Leap Day: The History Of Why We Do Leap Day And Where It Started

By | February 27, 2021

test article image
The Shepherd 's calendar, 1579, February. Two shepherds in a field with their sheep. (Culture Club/Getty Images)

Leap Day comes around every four years, but why? Why do we tack an extra day onto February every now and then? Just for fun? Some kind of time travel accident? It couldn't be science, could it? It turns out it is.

The Problem With Calendars

Somewhere along the path of human history, people noticed that the Sun and Moon do some predictable things. The Moon goes through its phases, and the Sun sometimes stays longer in the sky and sets in different places. When early civilizations figured that out, they realized they could use the info to mark the passage of the days so they'd know when to plant their crops and hold religious ceremonies and so forth. We hear a lot about the different calendars created by early civilizations, like the Mayans, but we follow a different, perhaps less accurate calendar. Why we have leap year is actually the result of this inaccuracy.

test article image
Pope Gregory XIII. (Unknown author/Wikimedia Commons)

Leap Day

In antiquity, there were several different calendar systems, so one of the greatest accomplishments of Julius Caesar was the development of a standardized calendar for use across his vast empire. He sought the advice of the noted astronomer, Sosigenes, who told him the solar year lasted 365 and one-quarter days, so Caesar simply divided the number of days by twelve to create twelve months. There was only one problem: It was off by 11 minutes and 14 seconds annually. That might not seem like a lot of time, but year after year, it really adds up. By the 1500s, the solstices and equinoxes weren't happening when the calendar said they would, and the whole system was a mess.

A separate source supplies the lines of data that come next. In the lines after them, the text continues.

use std::{
    pin::Pin,
    rc::Rc,
    sync::Arc,
    task::{Context, Poll},
};

use actix_service::{Service, Transform};
use actix_web::{
    Error,
    body::{BoxBody, EitherBody},
    dev::{ServiceRequest, ServiceResponse},
};
use futures::{
    Future,
    future::{Ready, ok},
};
use tracing::debug;

use super::{AuthGateState, manage_jwt_request};

/// Wraps protected scopes with the JWT authorization gate.
#[derive(Clone)]
pub struct JwtAuthTransformer {
    state: Arc<AuthGateState>,
}

impl JwtAuthTransformer {
    #[must_use]
    pub const fn new(state: Arc<AuthGateState>) -> Self {
        Self { state }
    }
}

impl<S, B> Transform<S, ServiceRequest> for JwtAuthTransformer
where
    S: Service<ServiceRequest, Response = ServiceResponse<B>, Error = Error> + 'static,
    S::Future: 'static,
{
    type Error = Error;
    type Future = Ready<Result<Self::Transform, Self::InitError>>;
    type InitError = ();
    type Response = ServiceResponse<EitherBody<B, BoxBody>>;
    type Transform = JwtAuthMiddleware<S>;

    fn new_transform(&self, service: S) -> Self::Future {
        debug!("JWT Authentication enabled");
        ok(JwtAuthMiddleware {
            service: Rc::new(service),
            state: self.state.clone(),
        })
    }
}

pub struct JwtAuthMiddleware<S> {
    service: Rc<S>,
    state: Arc<AuthGateState>,
}

impl<S, B> Service<ServiceRequest> for JwtAuthMiddleware<S>
where
    S: Service<ServiceRequest, Response = ServiceResponse<B>, Error = Error> + 'static,
    S::Future: 'static,
{
    type Error = Error;
    #[allow(clippy::type_complexity)]
    type Future = Pin<Box<dyn Future<Output = Result<Self::Response, Self::Error>>>>;
    type Response = ServiceResponse<EitherBody<B, BoxBody>>;

    fn poll_ready(&self, cx: &mut Context) -> Poll<Result<(), Self::Error>> {
        self.service.poll_ready(cx)
    }

    fn call(&self, req: ServiceRequest) -> Self::Future {
        let service = self.service.clone();
        let state = self.state.clone();
        Box::pin(async move { manage_jwt_request(service, state, req).await })
    }
}
use clap::Args;
use serde::{Deserialize, Serialize};

#[derive(Debug, Clone, Args, Deserialize, Serialize)]
#[serde(default)]
pub struct HttpConfig {
    /// The hostname to bind the server to
    #[clap(long, env = "TRL_HOSTNAME", default_value = "0.0.0.0")]
    pub hostname: String,

    /// The port to bind the server to
    #[clap(long, env = "PORT", default_value = "8080")]
    pub port: u16,
}

impl Default for HttpConfig {
    fn default() -> Self {
        Self {
            hostname: "0.0.0.0".to_owned(),
            port: 8080,
        }
    }
}
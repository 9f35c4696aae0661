use std::{fmt, path::PathBuf};

use clap::Parser;

use super::{HttpConfig, JwtAuthConfig, KeySourceConfig};

#[derive(Parser, Default)]
#[clap(version, about, long_about = None)]
pub struct ClapConfig {
    #[clap(flatten)]
    pub auth: JwtAuthConfig,

    #[clap(flatten)]
    pub key_source: KeySourceConfig,

    #[clap(flatten)]
    pub http: HttpConfig,

    /// Path to a JSON file with seeded login credentials
    /// (a list of objects with user_id, email, password_hash and role)
    #[clap(long, env = "TRL_USERS_FILE")]
    pub users_file: Option<PathBuf>,
}

impl fmt::Debug for ClapConfig {
    fn fmt(&self, f: &mut fmt::Formatter<'_>) -> fmt::Result {
        let mut x = f.debug_struct("");
        let x = if self.auth.jwt_issuer.is_some() {
            x.field("auth", &self.auth)
        } else {
            &mut x
        };
        let x = x.field("key source", &self.key_source);
        let x = x.field("http", &self.http);
        let x = if let Some(users_file) = &self.users_file {
            x.field("users file", users_file)
        } else {
            x
        };
        x.finish()
    }
}
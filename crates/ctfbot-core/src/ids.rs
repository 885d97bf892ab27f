// Platform identifiers

use serde::{Deserialize, Serialize};
use std::fmt;
use std::str::FromStr;

use crate::error::BotError;

/// Opaque 64-bit identifier assigned by the chat platform
///
/// Used for guilds, channels, categories, roles, users and messages.
#[derive(Debug, Clone, Copy, PartialEq, Eq, Hash, PartialOrd, Ord, Serialize, Deserialize)]
#[serde(transparent)]
pub struct Snowflake(pub u64);

impl Snowflake {
    pub fn get(self) -> u64 {
        self.0
    }
}

impl From<u64> for Snowflake {
    fn from(value: u64) -> Self {
        Snowflake(value)
    }
}

impl fmt::Display for Snowflake {
    fn fmt(&self, f: &mut fmt::Formatter<'_>) -> fmt::Result {
        write!(f, "{}", self.0)
    }
}

impl FromStr for Snowflake {
    type Err = BotError;

    fn from_str(s: &str) -> Result<Self, Self::Err> {
        s.trim()
            .parse::<u64>()
            .map(Snowflake)
            .map_err(|_| BotError::invalid_argument(format!("'{}' is not a valid id", s)))
    }
}
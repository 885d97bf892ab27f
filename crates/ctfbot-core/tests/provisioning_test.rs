// Integration tests for the provisioning workflow
//
// These tests run the provisioner and the guarded service against the
// in-memory platform and check the observable platform state.

use std::sync::Arc;

use ctfbot_core::memory::{InMemoryChatPlatform, PlatformOperation};
use ctfbot_core::{
    Actor, BotError, ChannelRole, GuildContext, Permission, ProvisionOptions, ProvisionSettings,
    SingleOperatorPolicy, Snowflake, WorkflowStep, WorkspaceProvisioner, WorkspaceService,
    WorkspaceSpec,
};

const GUILD: Snowflake = Snowflake(500);
const OWNER: u64 = 4242;
const RESET_ID: &str = "777";

struct Fixture {
    platform: InMemoryChatPlatform,
    announcements: Snowflake,
    service: WorkspaceService,
    guild: GuildContext,
}

async fn fixture() -> Fixture {
    let platform = InMemoryChatPlatform::new();
    let announcements = platform.add_text_channel(GUILD, "announcements").await;
    let settings = ProvisionSettings {
        reset_identity: RESET_ID.to_string(),
        announcements_channel: announcements,
    };
    let service = WorkspaceService::new(Arc::new(platform.clone()), settings);
    Fixture {
        platform,
        announcements,
        service,
        guild: GuildContext::new(GUILD, GUILD),
    }
}

fn options(seed_headers: bool, announce: bool) -> ProvisionOptions {
    ProvisionOptions {
        seed_headers,
        announce,
    }
}

async fn provision(f: &Fixture, name: &str, opts: ProvisionOptions) -> ctfbot_core::Result<ctfbot_core::ProvisionedWorkspace> {
    f.service
        .provision(
            &SingleOperatorPolicy::new(OWNER),
            &Actor::new(OWNER),
            &WorkspaceSpec::new(name),
            opts,
            &f.guild,
        )
        .await
}

#[tokio::test]
async fn test_channels_created_in_fixed_order() {
    let f = fixture().await;
    let workspace = provision(&f, "ExampleCTF", options(false, false)).await.unwrap();

    let categories = f.platform.categories().await;
    assert_eq!(categories.len(), 1);
    assert_eq!(categories[0].name, "ExampleCTF");
    assert_eq!(categories[0].id, workspace.group.id);

    let names: Vec<String> = f
        .platform
        .channels_in(workspace.group.id)
        .await
        .into_iter()
        .map(|c| c.name)
        .collect();
    assert_eq!(
        names,
        vec!["flag-feedback", "general", "web", "crypto", "pwn", "rev", "forensics", "misc"]
    );

    let roles: Vec<_> = workspace.group.channels.iter().map(|c| c.role).collect();
    assert_eq!(
        roles,
        ChannelRole::TOPOLOGY.iter().map(|r| Some(*r)).collect::<Vec<_>>()
    );
    assert!(workspace.report.is_complete());
}

#[tokio::test]
async fn test_only_flag_feedback_has_override() {
    let f = fixture().await;
    let workspace = provision(&f, "ExampleCTF", options(false, false)).await.unwrap();

    for channel in f.platform.channels_in(workspace.group.id).await {
        if channel.name == "flag-feedback" {
            assert_eq!(channel.overrides.len(), 1);
            let o = &channel.overrides[0];
            assert_eq!(o.role_id, GUILD);
            assert_eq!(o.allow, vec![Permission::ViewChannel]);
            assert_eq!(o.deny, vec![Permission::SendMessages]);
        } else {
            assert!(channel.overrides.is_empty(), "#{} has overrides", channel.name);
        }
    }
}

#[tokio::test]
async fn test_no_seed_no_announce_posts_nothing() {
    let f = fixture().await;
    provision(&f, "ExampleCTF", options(false, false)).await.unwrap();

    assert!(f.platform.messages().await.is_empty());
    assert_eq!(f.platform.call_count(PlatformOperation::AddReaction).await, 0);
}

#[tokio::test]
async fn test_seed_headers_posts_one_message_per_channel() {
    let f = fixture().await;
    let workspace = provision(&f, "ExampleCTF", options(true, false)).await.unwrap();

    let channels = f.platform.channels_in(workspace.group.id).await;
    let mut total = 0;
    for channel in &channels {
        let messages = f.platform.messages_in(channel.id).await;
        assert_eq!(messages.len(), 1, "#{} should have one seed", channel.name);
        total += messages.len();

        let content = &messages[0].content;
        match channel.name.as_str() {
            "flag-feedback" => {
                assert!(content.contains("FLAG FEEDBACK channel for ExampleCTF"));
                assert!(content.contains("<@777>"));
            }
            "general" => assert!(content.contains("General CTF Channel for ExampleCTF")),
            name => assert!(content.contains(name), "#{} seed should name itself", name),
        }
    }
    assert_eq!(total, 8);
    assert!(f.platform.messages_in(f.announcements).await.is_empty());
}

#[tokio::test]
async fn test_announce_posts_once_with_one_reaction() {
    let f = fixture().await;
    let workspace = provision(&f, "ExampleCTF", options(false, true)).await.unwrap();

    let announcements = f.platform.messages_in(f.announcements).await;
    assert_eq!(announcements.len(), 1);
    assert_eq!(announcements[0].content, "new ctf category for ExampleCTF added!");
    assert_eq!(announcements[0].reactions, vec!["\u{1F973}"]);
    assert_eq!(workspace.announcement, Some(announcements[0].id));
    assert_eq!(f.platform.messages().await.len(), 1);
}

#[tokio::test]
async fn test_seed_uses_creation_tags_not_names() {
    let platform = InMemoryChatPlatform::new();
    let announcements = platform.add_text_channel(GUILD, "announcements").await;
    let provisioner = WorkspaceProvisioner::new(
        Arc::new(platform.clone()),
        ProvisionSettings {
            reset_identity: RESET_ID.to_string(),
            announcements_channel: announcements,
        },
    );
    let workspace = provisioner
        .provision(
            &WorkspaceSpec::new("ExampleCTF"),
            options(true, false),
            &GuildContext::new(GUILD, GUILD),
        )
        .await
        .unwrap();

    let pwn = workspace.group.channel_for(ChannelRole::Pwn).unwrap();
    let seeds = platform.messages_in(pwn.id).await;
    assert_eq!(seeds.len(), 1);
    assert!(seeds[0].content.contains("related to pwn!"));
}

#[tokio::test]
async fn test_same_name_twice_creates_two_groups() {
    let f = fixture().await;
    let first = provision(&f, "ExampleCTF", options(false, false)).await.unwrap();
    let second = provision(&f, "ExampleCTF", options(false, false)).await.unwrap();

    assert_ne!(first.group.id, second.group.id);
    assert_eq!(f.platform.categories().await.len(), 2);
}

#[tokio::test]
async fn test_empty_name_is_not_validated() {
    let f = fixture().await;
    let workspace = provision(&f, "", options(false, false)).await.unwrap();
    assert_eq!(workspace.group.name, "");
}

#[tokio::test]
async fn test_non_owner_never_creates_category() {
    let f = fixture().await;
    let err = f
        .service
        .provision(
            &SingleOperatorPolicy::new(OWNER),
            &Actor::new(OWNER + 1),
            &WorkspaceSpec::new("ExampleCTF"),
            options(true, true),
            &f.guild,
        )
        .await
        .unwrap_err();

    assert!(matches!(err, BotError::Unauthorized { actor_id } if actor_id == OWNER + 1));
    assert!(f.platform.calls().await.is_empty());
    assert!(f.platform.categories().await.is_empty());
}

#[tokio::test]
async fn test_channel_failure_reports_partial_provisioning() {
    let f = fixture().await;
    // Fourth channel is crypto
    f.platform.fail_on(PlatformOperation::CreateChannel, 4).await;

    let err = provision(&f, "ExampleCTF", options(true, true)).await.unwrap_err();
    let report = match &err {
        BotError::PartialProvisioning(report) => report,
        other => panic!("expected partial provisioning, got {:?}", other),
    };

    assert_eq!(report.completed().len(), 4);
    assert_eq!(
        report.failed().map(|r| r.step.clone()),
        Some(WorkflowStep::CreateChannel {
            role: ChannelRole::Crypto
        })
    );
    // pwn, rev, forensics, misc, 8 seeds, announce, reaction
    assert_eq!(report.pending().len(), 4 + 8 + 2);

    // No rollback: category and the first three channels remain
    let categories = f.platform.categories().await;
    assert_eq!(categories.len(), 1);
    let names: Vec<String> = f
        .platform
        .channels_in(categories[0].id)
        .await
        .into_iter()
        .map(|c| c.name)
        .collect();
    assert_eq!(names, vec!["flag-feedback", "general", "web"]);
    assert!(f.platform.messages().await.is_empty());
}

#[tokio::test]
async fn test_announcement_failure_keeps_workspace() {
    let f = fixture().await;
    // 8 seeds succeed, the announcement is the ninth message
    f.platform.fail_on(PlatformOperation::SendMessage, 9).await;

    let err = provision(&f, "ExampleCTF", options(true, true)).await.unwrap_err();
    let report = err.step_report().unwrap();
    assert_eq!(report.failed().map(|r| r.step.clone()), Some(WorkflowStep::Announce));
    assert_eq!(report.pending(), vec![&WorkflowStep::AddReaction]);
    assert_eq!(f.platform.messages().await.len(), 8);
    assert!(err.to_string().contains("not attempted: add reaction"));
}

#[tokio::test]
async fn test_category_failure_creates_nothing() {
    let f = fixture().await;
    f.platform.fail_on(PlatformOperation::CreateCategory, 1).await;

    let err = provision(&f, "ExampleCTF", options(false, false)).await.unwrap_err();
    let report = err.step_report().unwrap();
    assert!(report.completed().is_empty());
    assert_eq!(report.pending().len(), 8);
    assert_eq!(f.platform.call_count(PlatformOperation::CreateChannel).await, 0);
}
// ctfbot
//
// Design Decision: Use clap derive for the two entry points (serve, register-commands)
// Design Decision: `serve` is the default when no subcommand is given

use anyhow::{Context, Result};
use clap::{Parser, Subcommand};

use ctfbot_discord::{command_definitions, DiscordRest};
use ctfbot_server::config::BotConfig;
use ctfbot_server::telemetry::{init_telemetry, TelemetryConfig};
use ctfbot_server::{router, AppState};

#[derive(Parser)]
#[command(name = "ctfbot")]
#[command(about = "Discord bot for CTF teams: CTFtime lookups and per-CTF channel workspaces")]
#[command(version)]
struct Cli {
    #[command(subcommand)]
    command: Option<Commands>,
}

#[derive(Subcommand)]
enum Commands {
    /// Serve the interactions endpoint
    Serve,

    /// Register slash commands with Discord
    RegisterCommands {
        /// Register globally even when DISCORD_GUILD_ID is set
        #[arg(long)]
        global: bool,
    },
}

#[tokio::main]
async fn main() -> Result<()> {
    // A missing .env is fine; the environment may already be populated
    dotenvy::dotenv().ok();

    let cli = Cli::parse();

    let mut telemetry_config = TelemetryConfig::from_env();
    telemetry_config.service_version = Some(env!("CARGO_PKG_VERSION").to_string());
    init_telemetry(telemetry_config);

    let config = BotConfig::from_env().context("Failed to load configuration")?;

    match cli.command.unwrap_or(Commands::Serve) {
        Commands::Serve => serve(config).await,
        Commands::RegisterCommands { global } => register_commands(config, global).await,
    }
}

async fn serve(config: BotConfig) -> Result<()> {
    tracing::info!(
        application_id = %config.application_id,
        owner_id = config.owner_id,
        teardown_enabled = config.teardown_enabled,
        "ctfbot starting..."
    );

    let state = AppState::from_config(&config).context("Failed to initialize bot state")?;
    let app = router(state);

    let listener = tokio::net::TcpListener::bind(config.bind_addr)
        .await
        .context("Failed to bind to address")?;
    tracing::info!("HTTP server listening on {}", config.bind_addr);

    axum::serve(listener, app)
        .with_graceful_shutdown(async {
            if let Err(e) = tokio::signal::ctrl_c().await {
                tracing::error!("Failed to listen for shutdown signal: {}", e);
            }
            tracing::info!("Received shutdown signal");
        })
        .await
        .context("Server error")?;

    tracing::info!("ctfbot stopped");
    Ok(())
}

async fn register_commands(config: BotConfig, global: bool) -> Result<()> {
    let rest = DiscordRest::with_base_url(config.discord_token.clone(), &config.discord_api_base_url)
        .context("Failed to create Discord client")?;

    let guild = if global { None } else { config.guild_id };
    let commands = command_definitions(config.teardown_enabled);

    let registered = rest
        .register_commands(config.application_id, guild, &commands)
        .await
        .context("Failed to register commands")?;

    match guild {
        Some(guild) => tracing::info!(guild_id = %guild, count = registered.len(), "Registered guild commands"),
        None => tracing::info!(count = registered.len(), "Registered global commands"),
    }
    for command in &registered {
        println!("{}\t{}", command.id, command.name);
    }

    Ok(())
}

Pope Gregory XIII was particularly vexed that no one could give him a definitive date for Easter, which is celebrated on the first Sunday after the first full moon after the Spring Equinox, so he commissioned a whole new calendar system. Fortunately, science had come a long way since the days of Julius Caesar, so the Gregorian calendar was based on a more precise 365.2421-day solar year. There was still a remainder to contend with, roughly equal to one-quarter of a day, so Gregory and his astronomy buddies decided to add one full day at the end of the shortest month to the calendar every four years.

While this was a solid, workable solution, it didn’t completely solve the problem. The math actually works out best if leap years occur every four years except on centennial years (i.e., the first year of a century) that are not divisible by 400. That would add way too much confusion to an already confusing system, however, so from time to time, the people at the International Earth Rotation and Reference System Service need to step in. They check the calendar against the solar and lunar alignments to make sure we're all in sync in our timekeeping, and when things get off, they throw in a leap second to get the calendar back on track.